By Laura Riding, 1928.

 

            I do not believe there is any more relation between poem-making and dream-making than between poem-making and child-making. The making of poems, dreams and children is difficult to explain because they all somehow happen and go on until the poem comes to an end and the sleeper wakes up and the child comes out into the air. As for children, there are so many other ways of looking at the matter that poetry is generally not asked to provide a creative parallel. As for dreams, they are the dregs of the mind, anxious to elevate themselves by flattering comparisons. As for poems, they are frequently (more often than not) concocted in the dregs of the mind and therefore happy in understanding of mutual support between themselves and dreams.
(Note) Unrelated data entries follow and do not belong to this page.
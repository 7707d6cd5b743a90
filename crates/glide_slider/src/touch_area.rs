//! Thumb hit-test geometry
//!
//! Touches are received by a touch area laid over the container. When the
//! configured thumb touch size is larger than the thumb (horizontally) or the
//! container (vertically), the touch area grows past the container by half
//! of that overflow on each side, and hit-test coordinates are relative to
//! the grown area.

use glide_core::{Point, Rect, Size};

/// Per-edge offsets, as applied to a view's margins
#[derive(Clone, Copy, Debug, Default, PartialEq)]
pub struct EdgeInsets {
    pub top: f32,
    pub right: f32,
    pub bottom: f32,
    pub left: f32,
}

impl EdgeInsets {
    pub const ZERO: EdgeInsets = EdgeInsets {
        top: 0.0,
        right: 0.0,
        bottom: 0.0,
        left: 0.0,
    };

    /// Same horizontal inset left and right, same vertical inset top and bottom
    pub fn symmetric(horizontal: f32, vertical: f32) -> Self {
        Self {
            top: vertical,
            right: horizontal,
            bottom: vertical,
            left: horizontal,
        }
    }
}

/// How far the touch target extends past the thumb and container
pub fn touch_overflow(touch_size: Size, thumb: Size, container: Size) -> Size {
    Size::new(
        (touch_size.width - thumb.width).max(0.0),
        (touch_size.height - container.height).max(0.0),
    )
}

/// Resolved touch area for one layout and thumb position
#[derive(Clone, Copy, Debug, PartialEq)]
pub struct TouchArea {
    pub overflow: Size,
    /// Thumb hit-test rectangle, in touch-area coordinates
    pub thumb_rect: Rect,
}

impl TouchArea {
    /// Compute the touch area for a thumb at `thumb_offset`
    pub fn resolve(
        touch_size: Size,
        thumb: Size,
        container: Size,
        thumb_offset: f32,
    ) -> Self {
        let overflow = touch_overflow(touch_size, thumb, container);
        let thumb_rect = Rect::new(
            overflow.width / 2.0 + thumb_offset + (thumb.width - touch_size.width) / 2.0,
            overflow.height / 2.0 + (container.height - touch_size.height) / 2.0,
            touch_size.width,
            touch_size.height,
        );
        Self {
            overflow,
            thumb_rect,
        }
    }

    /// Negative margins that grow the touch area past the container
    pub fn margins(&self) -> EdgeInsets {
        EdgeInsets::symmetric(-self.overflow.width / 2.0, -self.overflow.height / 2.0)
    }

    /// Top-left of the touch area in container coordinates
    pub fn origin_in_container(&self) -> Point {
        Point::new(-self.overflow.width / 2.0, -self.overflow.height / 2.0)
    }

    /// Frame of the touch area in container coordinates
    pub fn frame_in_container(&self, container: Size) -> Rect {
        Rect::from_origin_size(
            self.origin_in_container(),
            Size::new(
                container.width + self.overflow.width,
                container.height + self.overflow.height,
            ),
        )
    }

    /// Whether a touch at `location` (touch-area coordinates) lands on the thumb
    pub fn hits_thumb(&self, location: Point) -> bool {
        self.thumb_rect.contains(location)
    }
}
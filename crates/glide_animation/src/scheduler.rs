//! Frame-driven transition scheduler
//!
//! The host calls [`FrameScheduler::tick`] (or [`FrameScheduler::advance`]
//! with an explicit frame delta) once per frame; every registered transition
//! steps forward. Components hold a weak [`SchedulerHandle`] and register
//! transitions through it, so dropping the scheduler never leaves a
//! component holding it alive.
//!
//! Finished transitions are NOT removed on tick. They stay readable at their
//! final value until their owner removes them, which lets owners read a
//! settled value without tracking completion themselves.

use std::sync::{Arc, Weak};
use std::time::Instant;

use parking_lot::Mutex;
use slotmap::{new_key_type, SlotMap};

use crate::config::TransitionConfig;
use crate::spring::Spring;
use crate::timing::TimingAnimation;

new_key_type! {
    /// Handle to a registered transition
    pub struct TransitionId;
}

// ============================================================================
// Transition
// ============================================================================

#[derive(Clone, Copy, Debug)]
enum Motion {
    Spring(Spring),
    Timing(TimingAnimation),
}

/// One in-flight value transition (spring or timing) with an optional delay
#[derive(Clone, Copy, Debug)]
pub struct Transition {
    motion: Motion,
    delay_remaining_ms: f32,
}

impl Transition {
    /// Build a transition from `from` to `to`
    ///
    /// `inherited_velocity` replaces the configured initial velocity of a
    /// spring when a running spring is being superseded.
    pub fn new(
        from: f32,
        to: f32,
        config: &TransitionConfig,
        inherited_velocity: Option<f32>,
    ) -> Self {
        let motion = match config {
            TransitionConfig::Spring(params) => {
                let velocity = inherited_velocity.unwrap_or(params.velocity);
                let mut spring = Spring::new(params.spring_config(), from).with_velocity(velocity);
                spring.set_target(to);
                Motion::Spring(spring)
            }
            TransitionConfig::Timing(params) => Motion::Timing(TimingAnimation::new(
                from,
                to,
                params.duration_ms,
                params.easing,
            )),
        };
        Self {
            motion,
            delay_remaining_ms: config.delay_ms().max(0.0),
        }
    }

    pub fn value(&self) -> f32 {
        match &self.motion {
            Motion::Spring(s) => s.value(),
            Motion::Timing(t) => t.value(),
        }
    }

    pub fn target(&self) -> f32 {
        match &self.motion {
            Motion::Spring(s) => s.target(),
            Motion::Timing(t) => t.target(),
        }
    }

    /// Current velocity, or `None` for timing transitions
    pub fn spring_velocity(&self) -> Option<f32> {
        match &self.motion {
            Motion::Spring(s) => Some(s.velocity()),
            Motion::Timing(_) => None,
        }
    }

    pub fn is_delayed(&self) -> bool {
        self.delay_remaining_ms > 0.0
    }

    pub fn is_finished(&self) -> bool {
        if self.is_delayed() {
            return false;
        }
        match &self.motion {
            Motion::Spring(s) => s.is_settled(),
            Motion::Timing(t) => t.is_finished(),
        }
    }

    /// Advance by `dt_ms`, consuming any remaining delay first
    pub fn tick(&mut self, dt_ms: f32) {
        let mut dt_ms = dt_ms.max(0.0);
        if self.delay_remaining_ms > 0.0 {
            let consumed = dt_ms.min(self.delay_remaining_ms);
            self.delay_remaining_ms -= consumed;
            dt_ms -= consumed;
            if dt_ms <= 0.0 {
                return;
            }
        }
        match &mut self.motion {
            Motion::Spring(s) => s.step(dt_ms / 1000.0),
            Motion::Timing(t) => t.tick(dt_ms),
        }
    }
}

// ============================================================================
// Scheduler
// ============================================================================

struct SchedulerInner {
    transitions: SlotMap<TransitionId, Transition>,
    last_frame: Instant,
}

impl SchedulerInner {
    fn step_all(&mut self, dt_ms: f32) -> bool {
        for (_, transition) in self.transitions.iter_mut() {
            transition.tick(dt_ms);
        }
        self.has_active()
    }

    fn has_active(&self) -> bool {
        self.transitions.iter().any(|(_, t)| !t.is_finished())
    }
}

/// Owns all transitions for a UI thread and steps them once per frame
pub struct FrameScheduler {
    inner: Arc<Mutex<SchedulerInner>>,
}

impl FrameScheduler {
    pub fn new() -> Self {
        Self {
            inner: Arc::new(Mutex::new(SchedulerInner {
                transitions: SlotMap::with_key(),
                last_frame: Instant::now(),
            })),
        }
    }

    /// Get a handle to this scheduler for passing to components
    pub fn handle(&self) -> SchedulerHandle {
        SchedulerHandle {
            inner: Arc::downgrade(&self.inner),
        }
    }

    /// Step all transitions by the wall-clock time since the last frame
    ///
    /// Returns true if any transition still needs frames.
    pub fn tick(&self) -> bool {
        let mut inner = self.inner.lock();
        let now = Instant::now();
        let dt_ms = (now - inner.last_frame).as_secs_f32() * 1000.0;
        inner.last_frame = now;
        let active = inner.step_all(dt_ms);
        tracing::trace!(dt_ms, active, "FrameScheduler::tick");
        active
    }

    /// Step all transitions by an explicit frame delta in milliseconds
    pub fn advance(&self, dt_ms: f32) -> bool {
        let mut inner = self.inner.lock();
        inner.last_frame = Instant::now();
        inner.step_all(dt_ms)
    }

    /// Check if any transitions are still running
    pub fn has_active_transitions(&self) -> bool {
        self.inner.lock().has_active()
    }

    /// Number of registered transitions, finished or not
    pub fn transition_count(&self) -> usize {
        self.inner.lock().transitions.len()
    }
}

impl Default for FrameScheduler {
    fn default() -> Self {
        Self::new()
    }
}

/// A weak handle to the frame scheduler
///
/// Operations on a handle whose scheduler has been dropped are no-ops that
/// return `None` / `false`.
#[derive(Clone)]
pub struct SchedulerHandle {
    inner: Weak<Mutex<SchedulerInner>>,
}

impl SchedulerHandle {
    /// A handle that was never attached to a scheduler
    pub fn detached() -> Self {
        Self { inner: Weak::new() }
    }

    pub fn is_alive(&self) -> bool {
        self.inner.strong_count() > 0
    }

    /// Register a transition and return its ID
    pub fn register(&self, transition: Transition) -> Option<TransitionId> {
        self.inner.upgrade().map(|inner| {
            let mut guard = inner.lock();
            // Skip the idle gap, but never time owed to running transitions
            if !guard.has_active() {
                guard.last_frame = Instant::now();
            }
            guard.transitions.insert(transition)
        })
    }

    pub fn get(&self, id: TransitionId) -> Option<Transition> {
        self.inner
            .upgrade()
            .and_then(|inner| inner.lock().transitions.get(id).copied())
    }

    pub fn value(&self, id: TransitionId) -> Option<f32> {
        self.get(id).map(|t| t.value())
    }

    /// Returns `true` for finished transitions and for unknown IDs
    pub fn is_finished(&self, id: TransitionId) -> bool {
        self.get(id).map_or(true, |t| t.is_finished())
    }

    pub fn remove(&self, id: TransitionId) -> Option<Transition> {
        self.inner
            .upgrade()
            .and_then(|inner| inner.lock().transitions.remove(id))
    }
}

impl std::fmt::Debug for SchedulerHandle {
    fn fmt(&self, f: &mut std::fmt::Formatter<'_>) -> std::fmt::Result {
        f.debug_struct("SchedulerHandle")
            .field("alive", &self.is_alive())
            .finish()
    }
}
use std::fmt;
use std::str::FromStr;

use chrono::{DateTime, NaiveDate, Utc};
use serde::{Deserialize, Serialize};
use serde_json::Value;

pub const USERS: &str = "usuarios";
pub const CERTIFICATES: &str = "atestados";

#[derive(Debug, Clone, Copy, PartialEq, Eq, Hash, Serialize, Deserialize)]
#[serde(rename_all = "SCREAMING_SNAKE_CASE")]
pub enum Role {
    Administrador,
    Funcionario,
    Usuario,
}

impl Role {
    pub fn as_str(&self) -> &'static str {
        match self {
            Role::Administrador => "ADMINISTRADOR",
            Role::Funcionario => "FUNCIONARIO",
            Role::Usuario => "USUARIO",
        }
    }

    pub fn is_staff(&self) -> bool {
        matches!(self, Role::Administrador | Role::Funcionario)
    }
}

impl fmt::Display for Role {
    fn fmt(&self, f: &mut fmt::Formatter<'_>) -> fmt::Result {
        f.write_str(self.as_str())
    }
}

impl FromStr for Role {
    type Err = ();

    fn from_str(s: &str) -> Result<Self, Self::Err> {
        match s {
            "ADMINISTRADOR" => Ok(Role::Administrador),
            "FUNCIONARIO" => Ok(Role::Funcionario),
            "USUARIO" => Ok(Role::Usuario),
            _ => Err(()),
        }
    }
}

fn default_user_status() -> String {
    "ativo".to_string()
}

/// A `usuarios` document as stored. Never serialized to clients; use
/// [`UserProfile`] for that.
#[derive(Debug, Clone, Serialize, Deserialize)]
#[serde(rename_all = "camelCase")]
pub struct UserRecord {
    pub id: String,
    pub nome: String,
    pub email: String,
    #[serde(default)]
    pub telefone: String,
    pub cargo: Role,
    #[serde(default)]
    pub ra: Option<String>,
    pub senha_hash: String,
    #[serde(default)]
    pub curso: Option<String>,
    #[serde(default)]
    pub periodo: Option<String>,
    #[serde(default)]
    pub turma: Option<String>,
    #[serde(default = "default_user_status")]
    pub status: String,
    #[serde(default)]
    pub metadata: Option<Value>,
    pub created_at: DateTime<Utc>,
    pub updated_at: DateTime<Utc>,
}

#[derive(Debug, Clone, PartialEq, Serialize, Deserialize)]
#[serde(rename_all = "camelCase")]
pub struct UserProfile {
    pub id: String,
    pub nome: String,
    pub email: String,
    pub telefone: String,
    pub cargo: Role,
    pub ra: Option<String>,
    #[serde(skip_serializing_if = "Option::is_none")]
    pub curso: Option<String>,
    #[serde(skip_serializing_if = "Option::is_none")]
    pub periodo: Option<String>,
    #[serde(skip_serializing_if = "Option::is_none")]
    pub turma: Option<String>,
    pub status: String,
    pub created_at: DateTime<Utc>,
}

impl From<&UserRecord> for UserProfile {
    fn from(user: &UserRecord) -> Self {
        Self {
            id: user.id.clone(),
            nome: user.nome.clone(),
            email: user.email.clone(),
            telefone: user.telefone.clone(),
            cargo: user.cargo,
            ra: user.ra.clone(),
            curso: user.curso.clone(),
            periodo: user.periodo.clone(),
            turma: user.turma.clone(),
            status: user.status.clone(),
            created_at: user.created_at,
        }
    }
}

#[derive(Debug, Clone, Copy, PartialEq, Eq, Serialize, Deserialize)]
#[serde(rename_all = "lowercase")]
pub enum CertificateStatus {
    Pendente,
    Aprovado,
    Rejeitado,
}

impl FromStr for CertificateStatus {
    type Err = ();

    fn from_str(s: &str) -> Result<Self, Self::Err> {
        match s {
            "pendente" => Ok(CertificateStatus::Pendente),
            "aprovado" => Ok(CertificateStatus::Aprovado),
            "rejeitado" => Ok(CertificateStatus::Rejeitado),
            _ => Err(()),
        }
    }
}

/// An `atestados` document.
#[derive(Debug, Clone, PartialEq, Serialize, Deserialize)]
#[serde(rename_all = "camelCase")]
pub struct Certificate {
    pub id: String,
    pub id_usuario: String,
    pub data_inicio: NaiveDate,
    pub data_fim: NaiveDate,
    pub motivo: String,
    pub status: CertificateStatus,
    #[serde(default)]
    pub imagem_atestado: Option<String>,
    #[serde(default)]
    pub observacoes_admin: String,
    pub created_at: DateTime<Utc>,
    pub updated_at: DateTime<Utc>,
}

#[derive(Debug, Clone, PartialEq, Serialize)]
#[serde(rename_all = "camelCase")]
pub struct Submitter {
    pub id: String,
    pub nome: String,
    pub email: String,
    pub ra: Option<String>,
}

impl From<&UserRecord> for Submitter {
    fn from(user: &UserRecord) -> Self {
        Self {
            id: user.id.clone(),
            nome: user.nome.clone(),
            email: user.email.clone(),
            ra: user.ra.clone(),
        }
    }
}

/// Review-queue row: a submission joined with whoever sent it.
#[derive(Debug, Clone, Serialize)]
#[serde(rename_all = "camelCase")]
pub struct ReviewItem {
    pub id: String,
    pub data_inicio: NaiveDate,
    pub data_fim: NaiveDate,
    pub motivo: String,
    pub status: CertificateStatus,
    pub imagem: String,
    pub observacoes_admin: String,
    pub created_at: DateTime<Utc>,
    pub usuario: Option<Submitter>,
}

impl ReviewItem {
    pub fn new(certificate: Certificate, usuario: Option<Submitter>) -> Self {
        Self {
            id: certificate.id,
            data_inicio: certificate.data_inicio,
            data_fim: certificate.data_fim,
            motivo: certificate.motivo,
            status: certificate.status,
            imagem: certificate.imagem_atestado.unwrap_or_default(),
            observacoes_admin: certificate.observacoes_admin,
            created_at: certificate.created_at,
            usuario,
        }
    }
}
            The only real resemblance between poetry and dreams is that they are both on the other side of waking – on opposite sides. Waking is the mind in its mediocrity. Mediocrity is of such large extent that it pushes off into obscurity the mental degree beyond mediocrity, in a direction away from sleep. The mental degree before mediocrity, toward sleep, is the dream. So the stage before the lowest degree of mediocrity and the stage beyond the highest degree of mediocrity are bracketed together by mediocrity because they are both outside mediocrity – the mind at its canniest intelligence and the mind at its canniest imbecility.